• [Your assignment]:
The expected output is each line in the data below that includes the string "from".

• [Records for the task]:
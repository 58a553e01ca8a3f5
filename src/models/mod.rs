use chrono::{DateTime, Utc};
use serde::{Deserialize, Serialize};
use uuid::Uuid;

/// Summary text used when the raw response carries no recognizable content.
pub const PLACEHOLDER_SUMMARY: &str = "No content available";

/// One multiple-choice quiz question extracted from a response.
///
/// Only questions with a non-empty correct answer and at least two wrong
/// answers are retained by the parser.
#[derive(Debug, Clone, PartialEq, Serialize, Deserialize)]
pub struct QuizQuestion {
    pub question: String,
    pub correct_answer: String,
    pub wrong_answers: Vec<String>,
}

/// The structured result of parsing one chat-completion response.
///
/// Immutable after creation; either discarded or appended to the persisted
/// bookmark list.
#[derive(Debug, Clone, Serialize, Deserialize)]
pub struct LearningContent {
    pub id: Uuid,
    pub summary: String,
    pub quiz_questions: Vec<QuizQuestion>,
    pub predicted_questions: Vec<String>,
    pub created_at: DateTime<Utc>,
}

impl LearningContent {
    pub fn new(
        summary: String,
        quiz_questions: Vec<QuizQuestion>,
        predicted_questions: Vec<String>,
    ) -> Self {
        Self {
            id: Uuid::new_v4(),
            summary,
            quiz_questions,
            predicted_questions,
            created_at: Utc::now(),
        }
    }

    /// The fixed empty result returned when the top-level marker is missing.
    pub fn placeholder() -> Self {
        Self::new(PLACEHOLDER_SUMMARY.to_string(), Vec::new(), Vec::new())
    }

    pub fn is_placeholder(&self) -> bool {
        self.summary == PLACEHOLDER_SUMMARY
            && self.quiz_questions.is_empty()
            && self.predicted_questions.is_empty()
    }
}
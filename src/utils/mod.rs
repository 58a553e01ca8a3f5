use std::path::PathBuf;

pub fn get_data_dir() -> PathBuf {
    if let Ok(dir) = std::env::var("LEARNIT_DATA_DIR") {
        return PathBuf::from(dir);
    }

    let mut path = PathBuf::from(std::env::var("HOME").unwrap_or_else(|_| ".".to_string()));
    path.push(".local/share/learnit");
    path
}

pub fn get_database_path() -> PathBuf {
    let mut path = get_data_dir();
    path.push("learnit.db");
    path
}

/// Format a byte count the way the settings screen shows cache size.
pub fn format_size_mb(bytes: usize) -> String {
    let mb = bytes as f64 / 1024.0 / 1024.0;
    format!("{:.2} MB", mb)
}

• [Answer space]:
/// One multiple-choice quiz question extracted from a response.
        return PathBuf::from(dir);
    let mut path = PathBuf::from(std::env::var("HOME").unwrap_or_else(|_| ".".to_string()));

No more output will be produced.